> Information shown:
//! API server configuration.
//!
//! Configuration is loaded from environment variables with fallback to defaults.

use std::env;
use std::net::SocketAddr;
use std::str::FromStr;

use library_db::DbConfig;

/// API server configuration.
#[derive(Debug, Clone)]
pub struct ApiConfig {
    /// Bind host
    pub host: String,

    /// HTTP port
    pub port: u16,

    /// SQLite database file, or `:memory:`
    pub database_path: String,

    /// Connection pool size
    pub db_max_connections: u32,

    /// Apply embedded migrations at startup
    pub run_migrations: bool,
}

impl ApiConfig {
    /// Load configuration from environment variables.
    pub fn load() -> Result<Self, ConfigError> {
        Self::load_from(|key| env::var(key).ok())
    }

    /// Load configuration from an arbitrary variable lookup.
    pub fn load_from(lookup: impl Fn(&str) -> Option<String>) -> Result<Self, ConfigError> {
        let config = ApiConfig {
            host: lookup("LIBRARY_HOST").unwrap_or_else(|| "0.0.0.0".to_string()),

            port: parse_var(&lookup, "LIBRARY_PORT", "8000")?,

            database_path: lookup("DATABASE_PATH").unwrap_or_else(|| "./library.db".to_string()),

            db_max_connections: parse_var(&lookup, "DB_MAX_CONNECTIONS", "5")?,

            run_migrations: parse_var(&lookup, "RUN_MIGRATIONS", "true")?,
        };

        if config.db_max_connections == 0 {
            return Err(ConfigError::InvalidValue("DB_MAX_CONNECTIONS".to_string()));
        }

        Ok(config)
    }

    /// Socket address to bind.
    pub fn bind_addr(&self) -> Result<SocketAddr, ConfigError> {
        format!("{}:{}", self.host, self.port)
            .parse()
            .map_err(|_| ConfigError::InvalidValue("LIBRARY_HOST".to_string()))
    }

    /// Pool settings for [`library_db::Database::new`].
    pub fn db_config(&self) -> DbConfig {
        if self.database_path == ":memory:" {
            return DbConfig::in_memory().run_migrations(self.run_migrations);
        }

        DbConfig::new(&self.database_path)
            .max_connections(self.db_max_connections)
            .run_migrations(self.run_migrations)
    }
}

fn parse_var<T: FromStr>(
    lookup: &impl Fn(&str) -> Option<String>,
    key: &str,
    default: &str,
) -> Result<T, ConfigError> {
    lookup(key)
        .unwrap_or_else(|| default.to_string())
        .trim()
        .parse()
        .map_err(|_| ConfigError::InvalidValue(key.to_string()))
}

/// Configuration error types.
#[derive(Debug, thiserror::Error)]
pub enum ConfigError {
    #[error("Invalid value for {0}")]
    InvalidValue(String),
}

> Instructions to follow:
Reproduce the data. Match each line exactly.

> Answer to the problem:
//! API server configuration.
//!
//! Configuration is loaded from environment variables with fallback to defaults.

use std::env;
use std::net::SocketAddr;
use std::str::FromStr;

use library_db::DbConfig;

/// API server configuration.
#[derive(Debug, Clone)]
pub struct ApiConfig {
    /// Bind host
    pub host: String,

    /// HTTP port
    pub port: u16,

    /// SQLite database file, or `:memory:`
    pub database_path: String,

    /// Connection pool size
    pub db_max_connections: u32,

    /// Apply embedded migrations at startup
    pub run_migrations: bool,
}

impl ApiConfig {
    /// Load configuration from environment variables.
    pub fn load() -> Result<Self, ConfigError> {
        Self::load_from(|key| env::var(key).ok())
    }

    /// Load configuration from an arbitrary variable lookup.
    pub fn load_from(lookup: impl Fn(&str) -> Option<String>) -> Result<Self, ConfigError> {
        let config = ApiConfig {
            host: lookup("LIBRARY_HOST").unwrap_or_else(|| "0.0.0.0".to_string()),

            port: parse_var(&lookup, "LIBRARY_PORT", "8000")?,

            database_path: lookup("DATABASE_PATH").unwrap_or_else(|| "./library.db".to_string()),

            db_max_connections: parse_var(&lookup, "DB_MAX_CONNECTIONS", "5")?,

            run_migrations: parse_var(&lookup, "RUN_MIGRATIONS", "true")?,
        };

        if config.db_max_connections == 0 {
            return Err(ConfigError::InvalidValue("DB_MAX_CONNECTIONS".to_string()));
        }

        Ok(config)
    }

    /// Socket address to bind.
    pub fn bind_addr(&self) -> Result<SocketAddr, ConfigError> {
        format!("{}:{}", self.host, self.port)
            .parse()
            .map_err(|_| ConfigError::InvalidValue("LIBRARY_HOST".to_string()))
    }

    /// Pool settings for [`library_db::Database::new`].
    pub fn db_config(&self) -> DbConfig {
        if self.database_path == ":memory:" {
            return DbConfig::in_memory().run_migrations(self.run_migrations);
        }

        DbConfig::new(&self.database_path)
            .max_connections(self.db_max_connections)
            .run_migrations(self.run_migrations)
    }
}

fn parse_var<T: FromStr>(
    lookup: &impl Fn(&str) -> Option<String>,
    key: &str,
    default: &str,
) -> Result<T, ConfigError> {
    lookup(key)
        .unwrap_or_else(|| default.to_string())
        .trim()
        .parse()
        .map_err(|_| ConfigError::InvalidValue(key.to_string()))
}

/// Configuration error types.
#[derive(Debug, thiserror::Error)]
pub enum ConfigError {
    #[error("Invalid value for {0}")]
    InvalidValue(String),
}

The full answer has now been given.